Content starts
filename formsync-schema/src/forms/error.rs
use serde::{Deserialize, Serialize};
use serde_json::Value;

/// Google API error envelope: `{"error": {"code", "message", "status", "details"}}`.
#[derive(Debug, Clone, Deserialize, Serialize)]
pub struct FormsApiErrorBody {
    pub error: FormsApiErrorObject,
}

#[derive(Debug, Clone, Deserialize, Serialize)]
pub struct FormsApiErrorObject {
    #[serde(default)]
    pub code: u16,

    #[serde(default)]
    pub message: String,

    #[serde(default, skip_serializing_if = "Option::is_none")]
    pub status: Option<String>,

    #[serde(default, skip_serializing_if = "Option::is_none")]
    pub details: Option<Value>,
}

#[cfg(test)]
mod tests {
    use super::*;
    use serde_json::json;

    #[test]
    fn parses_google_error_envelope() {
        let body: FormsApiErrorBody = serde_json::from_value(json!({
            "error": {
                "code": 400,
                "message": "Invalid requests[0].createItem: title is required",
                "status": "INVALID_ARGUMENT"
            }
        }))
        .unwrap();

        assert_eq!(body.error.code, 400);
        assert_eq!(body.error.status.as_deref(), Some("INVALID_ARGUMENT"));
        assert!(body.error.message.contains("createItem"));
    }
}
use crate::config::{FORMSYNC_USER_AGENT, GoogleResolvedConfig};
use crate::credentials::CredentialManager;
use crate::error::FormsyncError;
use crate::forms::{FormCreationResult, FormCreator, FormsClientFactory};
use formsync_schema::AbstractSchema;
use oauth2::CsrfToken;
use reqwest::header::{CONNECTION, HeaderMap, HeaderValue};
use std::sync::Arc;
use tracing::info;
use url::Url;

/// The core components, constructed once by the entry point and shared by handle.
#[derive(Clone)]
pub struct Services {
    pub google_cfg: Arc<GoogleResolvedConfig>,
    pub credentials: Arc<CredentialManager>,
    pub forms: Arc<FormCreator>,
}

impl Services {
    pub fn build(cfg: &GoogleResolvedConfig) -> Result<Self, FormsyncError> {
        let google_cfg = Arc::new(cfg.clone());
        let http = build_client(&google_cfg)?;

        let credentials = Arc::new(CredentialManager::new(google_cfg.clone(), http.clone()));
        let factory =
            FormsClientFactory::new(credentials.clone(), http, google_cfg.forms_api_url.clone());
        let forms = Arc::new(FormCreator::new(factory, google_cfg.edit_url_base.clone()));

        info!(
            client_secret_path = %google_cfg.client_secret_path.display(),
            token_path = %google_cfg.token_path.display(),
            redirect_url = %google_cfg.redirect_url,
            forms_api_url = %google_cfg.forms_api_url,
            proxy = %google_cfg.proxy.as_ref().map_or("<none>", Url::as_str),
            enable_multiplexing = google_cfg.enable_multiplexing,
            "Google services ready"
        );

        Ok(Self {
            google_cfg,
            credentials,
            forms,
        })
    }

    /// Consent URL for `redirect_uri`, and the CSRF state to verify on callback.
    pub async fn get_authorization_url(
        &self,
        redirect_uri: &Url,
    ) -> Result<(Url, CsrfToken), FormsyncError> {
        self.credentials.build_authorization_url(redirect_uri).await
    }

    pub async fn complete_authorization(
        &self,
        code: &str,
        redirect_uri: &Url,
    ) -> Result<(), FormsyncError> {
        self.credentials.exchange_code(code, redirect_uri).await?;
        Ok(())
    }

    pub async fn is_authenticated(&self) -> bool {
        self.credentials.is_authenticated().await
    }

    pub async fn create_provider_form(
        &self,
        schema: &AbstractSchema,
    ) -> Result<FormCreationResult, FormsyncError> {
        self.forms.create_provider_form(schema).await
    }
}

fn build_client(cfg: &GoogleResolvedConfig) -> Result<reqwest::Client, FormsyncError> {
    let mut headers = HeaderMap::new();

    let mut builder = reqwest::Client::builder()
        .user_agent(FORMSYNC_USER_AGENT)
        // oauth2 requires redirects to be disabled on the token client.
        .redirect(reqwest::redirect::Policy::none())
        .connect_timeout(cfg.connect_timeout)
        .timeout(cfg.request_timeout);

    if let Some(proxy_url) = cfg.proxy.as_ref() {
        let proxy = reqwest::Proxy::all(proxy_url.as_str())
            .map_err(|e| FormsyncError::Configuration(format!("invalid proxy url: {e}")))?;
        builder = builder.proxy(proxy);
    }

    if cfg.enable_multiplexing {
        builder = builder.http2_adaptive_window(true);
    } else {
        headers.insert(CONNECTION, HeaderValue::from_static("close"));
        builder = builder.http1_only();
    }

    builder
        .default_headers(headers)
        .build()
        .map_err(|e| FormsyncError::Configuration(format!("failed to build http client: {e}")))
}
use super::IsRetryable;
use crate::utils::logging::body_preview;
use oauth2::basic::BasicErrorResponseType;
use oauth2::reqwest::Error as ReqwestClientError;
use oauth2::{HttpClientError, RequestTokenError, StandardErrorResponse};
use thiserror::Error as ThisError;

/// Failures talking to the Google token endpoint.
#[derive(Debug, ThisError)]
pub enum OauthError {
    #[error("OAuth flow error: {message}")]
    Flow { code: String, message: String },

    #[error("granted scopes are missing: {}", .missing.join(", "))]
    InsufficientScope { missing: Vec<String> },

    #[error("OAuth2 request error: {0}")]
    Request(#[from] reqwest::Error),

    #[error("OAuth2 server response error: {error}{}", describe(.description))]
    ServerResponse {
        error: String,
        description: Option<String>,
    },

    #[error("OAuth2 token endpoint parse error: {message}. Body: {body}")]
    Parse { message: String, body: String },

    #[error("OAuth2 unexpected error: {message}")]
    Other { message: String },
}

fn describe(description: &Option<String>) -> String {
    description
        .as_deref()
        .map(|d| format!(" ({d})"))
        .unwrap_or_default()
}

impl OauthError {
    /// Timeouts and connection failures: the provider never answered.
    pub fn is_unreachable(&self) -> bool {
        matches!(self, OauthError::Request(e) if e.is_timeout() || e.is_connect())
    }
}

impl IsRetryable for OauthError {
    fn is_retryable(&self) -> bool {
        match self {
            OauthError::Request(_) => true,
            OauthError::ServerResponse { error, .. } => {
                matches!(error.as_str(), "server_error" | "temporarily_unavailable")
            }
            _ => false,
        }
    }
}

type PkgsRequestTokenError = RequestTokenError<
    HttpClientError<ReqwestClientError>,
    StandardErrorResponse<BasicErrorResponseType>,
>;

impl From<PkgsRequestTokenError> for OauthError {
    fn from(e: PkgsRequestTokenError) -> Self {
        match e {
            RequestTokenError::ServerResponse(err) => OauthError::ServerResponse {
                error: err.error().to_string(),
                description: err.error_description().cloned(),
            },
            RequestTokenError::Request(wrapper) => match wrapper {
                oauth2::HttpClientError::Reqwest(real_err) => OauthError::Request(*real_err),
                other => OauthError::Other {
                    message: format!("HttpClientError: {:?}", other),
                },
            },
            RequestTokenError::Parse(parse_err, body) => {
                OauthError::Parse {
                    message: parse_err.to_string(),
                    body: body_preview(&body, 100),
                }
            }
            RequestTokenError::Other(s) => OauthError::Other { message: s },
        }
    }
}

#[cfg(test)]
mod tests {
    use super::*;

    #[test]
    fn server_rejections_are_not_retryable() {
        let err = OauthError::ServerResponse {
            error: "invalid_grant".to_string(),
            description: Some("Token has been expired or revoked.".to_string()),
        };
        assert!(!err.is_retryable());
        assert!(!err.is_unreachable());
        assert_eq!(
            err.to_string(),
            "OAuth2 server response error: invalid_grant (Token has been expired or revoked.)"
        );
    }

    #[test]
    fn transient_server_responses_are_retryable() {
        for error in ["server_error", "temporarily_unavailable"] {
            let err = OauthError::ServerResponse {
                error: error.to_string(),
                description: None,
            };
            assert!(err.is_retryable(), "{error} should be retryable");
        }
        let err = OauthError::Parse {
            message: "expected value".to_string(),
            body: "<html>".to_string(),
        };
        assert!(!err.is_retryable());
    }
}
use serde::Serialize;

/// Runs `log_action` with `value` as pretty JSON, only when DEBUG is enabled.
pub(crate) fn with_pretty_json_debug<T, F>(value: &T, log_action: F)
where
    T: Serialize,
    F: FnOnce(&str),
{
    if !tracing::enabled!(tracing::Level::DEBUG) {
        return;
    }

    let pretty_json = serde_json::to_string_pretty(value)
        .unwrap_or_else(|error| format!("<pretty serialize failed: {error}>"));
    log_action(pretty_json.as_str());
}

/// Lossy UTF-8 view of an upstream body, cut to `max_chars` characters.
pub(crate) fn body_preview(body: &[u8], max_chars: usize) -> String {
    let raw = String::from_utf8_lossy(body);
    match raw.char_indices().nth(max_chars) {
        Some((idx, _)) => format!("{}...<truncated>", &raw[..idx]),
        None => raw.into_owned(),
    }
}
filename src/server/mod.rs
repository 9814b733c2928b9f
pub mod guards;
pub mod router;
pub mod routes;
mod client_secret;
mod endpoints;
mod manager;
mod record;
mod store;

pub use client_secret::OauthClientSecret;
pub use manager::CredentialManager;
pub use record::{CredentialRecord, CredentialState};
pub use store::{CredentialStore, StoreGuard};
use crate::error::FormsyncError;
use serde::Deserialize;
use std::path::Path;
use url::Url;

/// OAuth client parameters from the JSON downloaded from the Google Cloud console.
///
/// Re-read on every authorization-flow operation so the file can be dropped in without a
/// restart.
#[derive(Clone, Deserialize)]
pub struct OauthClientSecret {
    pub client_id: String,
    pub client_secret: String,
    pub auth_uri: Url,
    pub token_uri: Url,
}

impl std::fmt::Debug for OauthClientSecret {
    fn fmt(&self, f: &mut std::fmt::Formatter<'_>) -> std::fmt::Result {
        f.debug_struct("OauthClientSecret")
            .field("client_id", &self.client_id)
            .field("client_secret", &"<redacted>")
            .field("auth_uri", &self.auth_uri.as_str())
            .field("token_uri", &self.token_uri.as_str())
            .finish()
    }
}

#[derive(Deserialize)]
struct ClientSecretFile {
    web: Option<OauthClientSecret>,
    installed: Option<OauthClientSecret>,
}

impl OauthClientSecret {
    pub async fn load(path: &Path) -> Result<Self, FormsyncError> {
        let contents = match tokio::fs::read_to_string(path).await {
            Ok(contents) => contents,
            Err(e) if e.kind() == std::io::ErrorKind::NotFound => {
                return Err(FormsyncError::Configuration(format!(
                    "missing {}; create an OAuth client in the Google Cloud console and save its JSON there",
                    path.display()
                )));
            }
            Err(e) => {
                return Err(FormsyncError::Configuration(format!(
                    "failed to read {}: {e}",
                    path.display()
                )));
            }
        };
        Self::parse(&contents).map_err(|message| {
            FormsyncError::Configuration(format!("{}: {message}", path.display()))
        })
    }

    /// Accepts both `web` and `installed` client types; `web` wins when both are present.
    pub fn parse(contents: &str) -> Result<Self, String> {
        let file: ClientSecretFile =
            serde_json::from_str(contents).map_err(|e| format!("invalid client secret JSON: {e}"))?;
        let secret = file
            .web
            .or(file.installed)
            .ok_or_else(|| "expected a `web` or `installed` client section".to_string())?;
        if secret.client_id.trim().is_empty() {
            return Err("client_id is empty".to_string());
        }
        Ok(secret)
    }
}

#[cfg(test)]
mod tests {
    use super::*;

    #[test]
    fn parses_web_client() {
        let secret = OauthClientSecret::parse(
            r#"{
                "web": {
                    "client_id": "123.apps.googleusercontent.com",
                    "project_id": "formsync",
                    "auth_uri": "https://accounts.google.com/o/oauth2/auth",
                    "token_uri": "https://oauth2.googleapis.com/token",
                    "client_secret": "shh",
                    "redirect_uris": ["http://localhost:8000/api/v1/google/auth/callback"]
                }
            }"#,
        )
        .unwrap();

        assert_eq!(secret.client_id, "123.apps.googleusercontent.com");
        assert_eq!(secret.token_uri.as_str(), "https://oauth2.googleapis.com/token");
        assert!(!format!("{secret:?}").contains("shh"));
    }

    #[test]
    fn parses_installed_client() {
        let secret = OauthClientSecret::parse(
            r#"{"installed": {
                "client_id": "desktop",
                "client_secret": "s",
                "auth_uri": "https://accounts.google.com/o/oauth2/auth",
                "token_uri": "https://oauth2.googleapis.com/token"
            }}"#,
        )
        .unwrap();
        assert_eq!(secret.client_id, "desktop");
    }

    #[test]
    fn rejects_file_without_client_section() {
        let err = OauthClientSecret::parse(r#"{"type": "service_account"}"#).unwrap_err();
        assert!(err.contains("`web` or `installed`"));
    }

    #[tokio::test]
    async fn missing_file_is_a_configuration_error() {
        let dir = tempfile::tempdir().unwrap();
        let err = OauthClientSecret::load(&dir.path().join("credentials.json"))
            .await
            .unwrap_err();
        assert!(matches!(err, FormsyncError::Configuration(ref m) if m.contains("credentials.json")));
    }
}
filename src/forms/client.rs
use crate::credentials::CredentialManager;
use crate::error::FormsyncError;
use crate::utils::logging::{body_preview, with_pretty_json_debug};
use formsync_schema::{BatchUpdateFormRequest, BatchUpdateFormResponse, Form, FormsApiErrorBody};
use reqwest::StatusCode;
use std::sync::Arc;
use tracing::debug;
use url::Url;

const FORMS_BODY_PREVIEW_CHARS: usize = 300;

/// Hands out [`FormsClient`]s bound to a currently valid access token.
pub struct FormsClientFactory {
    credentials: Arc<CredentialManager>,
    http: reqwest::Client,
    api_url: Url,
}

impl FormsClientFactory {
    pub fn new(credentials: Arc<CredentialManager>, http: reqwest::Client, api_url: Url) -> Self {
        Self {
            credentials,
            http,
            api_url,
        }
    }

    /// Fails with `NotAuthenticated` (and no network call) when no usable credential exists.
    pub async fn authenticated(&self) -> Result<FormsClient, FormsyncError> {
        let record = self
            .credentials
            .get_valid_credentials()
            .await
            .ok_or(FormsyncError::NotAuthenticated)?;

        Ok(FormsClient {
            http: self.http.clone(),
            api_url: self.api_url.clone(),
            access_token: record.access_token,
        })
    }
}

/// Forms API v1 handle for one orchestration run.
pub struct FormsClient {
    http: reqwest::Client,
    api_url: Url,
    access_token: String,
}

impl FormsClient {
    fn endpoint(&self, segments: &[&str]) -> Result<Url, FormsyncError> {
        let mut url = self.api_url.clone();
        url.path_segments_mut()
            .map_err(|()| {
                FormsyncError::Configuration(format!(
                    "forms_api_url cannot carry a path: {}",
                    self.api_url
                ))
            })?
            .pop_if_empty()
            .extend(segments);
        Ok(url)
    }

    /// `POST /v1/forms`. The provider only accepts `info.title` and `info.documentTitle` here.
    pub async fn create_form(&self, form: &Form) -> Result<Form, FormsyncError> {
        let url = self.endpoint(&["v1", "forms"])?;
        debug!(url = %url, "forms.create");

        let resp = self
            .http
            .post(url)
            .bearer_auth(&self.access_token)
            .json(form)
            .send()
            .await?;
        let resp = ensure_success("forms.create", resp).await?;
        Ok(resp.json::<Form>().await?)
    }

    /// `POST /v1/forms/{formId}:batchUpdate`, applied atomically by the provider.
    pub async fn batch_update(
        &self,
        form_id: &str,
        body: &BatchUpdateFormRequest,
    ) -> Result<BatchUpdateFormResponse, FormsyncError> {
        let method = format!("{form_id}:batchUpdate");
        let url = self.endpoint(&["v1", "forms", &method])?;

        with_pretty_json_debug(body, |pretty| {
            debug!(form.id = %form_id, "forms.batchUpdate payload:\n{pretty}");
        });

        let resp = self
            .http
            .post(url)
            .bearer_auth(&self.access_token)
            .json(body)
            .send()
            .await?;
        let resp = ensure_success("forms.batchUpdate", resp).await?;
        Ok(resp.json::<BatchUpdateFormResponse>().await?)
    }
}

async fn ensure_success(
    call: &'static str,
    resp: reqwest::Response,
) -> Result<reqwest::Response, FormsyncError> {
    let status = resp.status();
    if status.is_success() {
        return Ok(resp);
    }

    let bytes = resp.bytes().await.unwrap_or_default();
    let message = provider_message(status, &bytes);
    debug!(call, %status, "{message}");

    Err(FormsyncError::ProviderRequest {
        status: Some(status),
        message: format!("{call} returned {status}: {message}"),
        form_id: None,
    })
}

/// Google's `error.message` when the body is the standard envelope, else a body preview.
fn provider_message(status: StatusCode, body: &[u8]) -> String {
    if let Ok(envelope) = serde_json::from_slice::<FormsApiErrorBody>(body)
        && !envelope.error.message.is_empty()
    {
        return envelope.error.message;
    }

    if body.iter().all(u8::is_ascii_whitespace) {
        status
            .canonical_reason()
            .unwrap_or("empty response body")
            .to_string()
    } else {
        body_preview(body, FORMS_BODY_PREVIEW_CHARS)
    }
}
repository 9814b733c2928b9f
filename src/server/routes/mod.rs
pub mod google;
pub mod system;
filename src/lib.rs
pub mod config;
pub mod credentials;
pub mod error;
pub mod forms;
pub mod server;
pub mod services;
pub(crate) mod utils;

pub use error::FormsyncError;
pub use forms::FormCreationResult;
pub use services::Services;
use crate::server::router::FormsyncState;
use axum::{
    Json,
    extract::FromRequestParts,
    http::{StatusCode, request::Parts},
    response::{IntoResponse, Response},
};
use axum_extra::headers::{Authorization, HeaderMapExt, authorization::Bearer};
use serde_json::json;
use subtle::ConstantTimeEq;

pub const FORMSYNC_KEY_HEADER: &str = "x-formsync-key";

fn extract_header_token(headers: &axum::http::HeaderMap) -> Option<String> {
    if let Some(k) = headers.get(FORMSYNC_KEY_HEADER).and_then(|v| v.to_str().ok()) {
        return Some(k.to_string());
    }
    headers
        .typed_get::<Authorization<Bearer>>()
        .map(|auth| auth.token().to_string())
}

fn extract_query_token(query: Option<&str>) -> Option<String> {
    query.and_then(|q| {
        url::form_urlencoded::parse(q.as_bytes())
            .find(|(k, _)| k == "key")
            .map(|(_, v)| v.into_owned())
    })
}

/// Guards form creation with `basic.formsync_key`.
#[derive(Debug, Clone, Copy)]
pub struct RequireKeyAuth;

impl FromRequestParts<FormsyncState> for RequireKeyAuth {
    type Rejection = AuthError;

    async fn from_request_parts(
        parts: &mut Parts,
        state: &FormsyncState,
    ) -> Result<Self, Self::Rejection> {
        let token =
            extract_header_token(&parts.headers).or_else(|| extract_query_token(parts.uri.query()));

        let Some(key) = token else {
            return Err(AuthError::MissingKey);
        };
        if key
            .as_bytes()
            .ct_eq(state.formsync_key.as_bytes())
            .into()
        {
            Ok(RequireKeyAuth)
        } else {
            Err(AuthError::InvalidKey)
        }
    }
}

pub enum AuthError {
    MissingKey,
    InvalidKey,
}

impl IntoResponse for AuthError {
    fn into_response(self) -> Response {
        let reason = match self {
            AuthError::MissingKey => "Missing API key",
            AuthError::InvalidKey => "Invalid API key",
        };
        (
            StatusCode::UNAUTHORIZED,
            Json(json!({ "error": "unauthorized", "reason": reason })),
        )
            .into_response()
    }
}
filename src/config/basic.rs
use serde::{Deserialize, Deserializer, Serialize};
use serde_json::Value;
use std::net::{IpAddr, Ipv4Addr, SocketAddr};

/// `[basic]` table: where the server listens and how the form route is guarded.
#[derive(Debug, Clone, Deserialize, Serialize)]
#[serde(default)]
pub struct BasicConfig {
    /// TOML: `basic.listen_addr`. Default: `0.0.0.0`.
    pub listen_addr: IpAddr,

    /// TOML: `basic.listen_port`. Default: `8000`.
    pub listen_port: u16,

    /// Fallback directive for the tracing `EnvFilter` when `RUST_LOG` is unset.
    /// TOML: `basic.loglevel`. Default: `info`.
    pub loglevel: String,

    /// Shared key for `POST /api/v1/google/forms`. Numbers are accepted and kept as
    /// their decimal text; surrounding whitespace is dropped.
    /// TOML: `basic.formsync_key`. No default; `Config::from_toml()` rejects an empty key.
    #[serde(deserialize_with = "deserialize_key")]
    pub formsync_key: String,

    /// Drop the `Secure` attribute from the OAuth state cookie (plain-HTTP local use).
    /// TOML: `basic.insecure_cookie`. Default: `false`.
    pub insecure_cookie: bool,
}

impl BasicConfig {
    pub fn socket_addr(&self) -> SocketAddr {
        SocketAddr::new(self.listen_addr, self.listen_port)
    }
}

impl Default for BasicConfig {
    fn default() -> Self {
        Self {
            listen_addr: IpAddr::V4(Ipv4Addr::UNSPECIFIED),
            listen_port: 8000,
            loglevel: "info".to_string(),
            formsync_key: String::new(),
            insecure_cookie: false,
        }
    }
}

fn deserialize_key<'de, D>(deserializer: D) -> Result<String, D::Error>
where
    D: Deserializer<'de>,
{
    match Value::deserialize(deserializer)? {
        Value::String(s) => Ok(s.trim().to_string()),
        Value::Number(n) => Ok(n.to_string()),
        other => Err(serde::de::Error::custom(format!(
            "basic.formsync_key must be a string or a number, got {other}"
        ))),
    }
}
Content ends
* Your goal *
Copy each line above where the string "tracing" occurs.

* Answer box *
use tracing::info;
    if !tracing::enabled!(tracing::Level::DEBUG) {
use tracing::debug;
    /// Fallback directive for the tracing `EnvFilter` when `RUST_LOG` is unset.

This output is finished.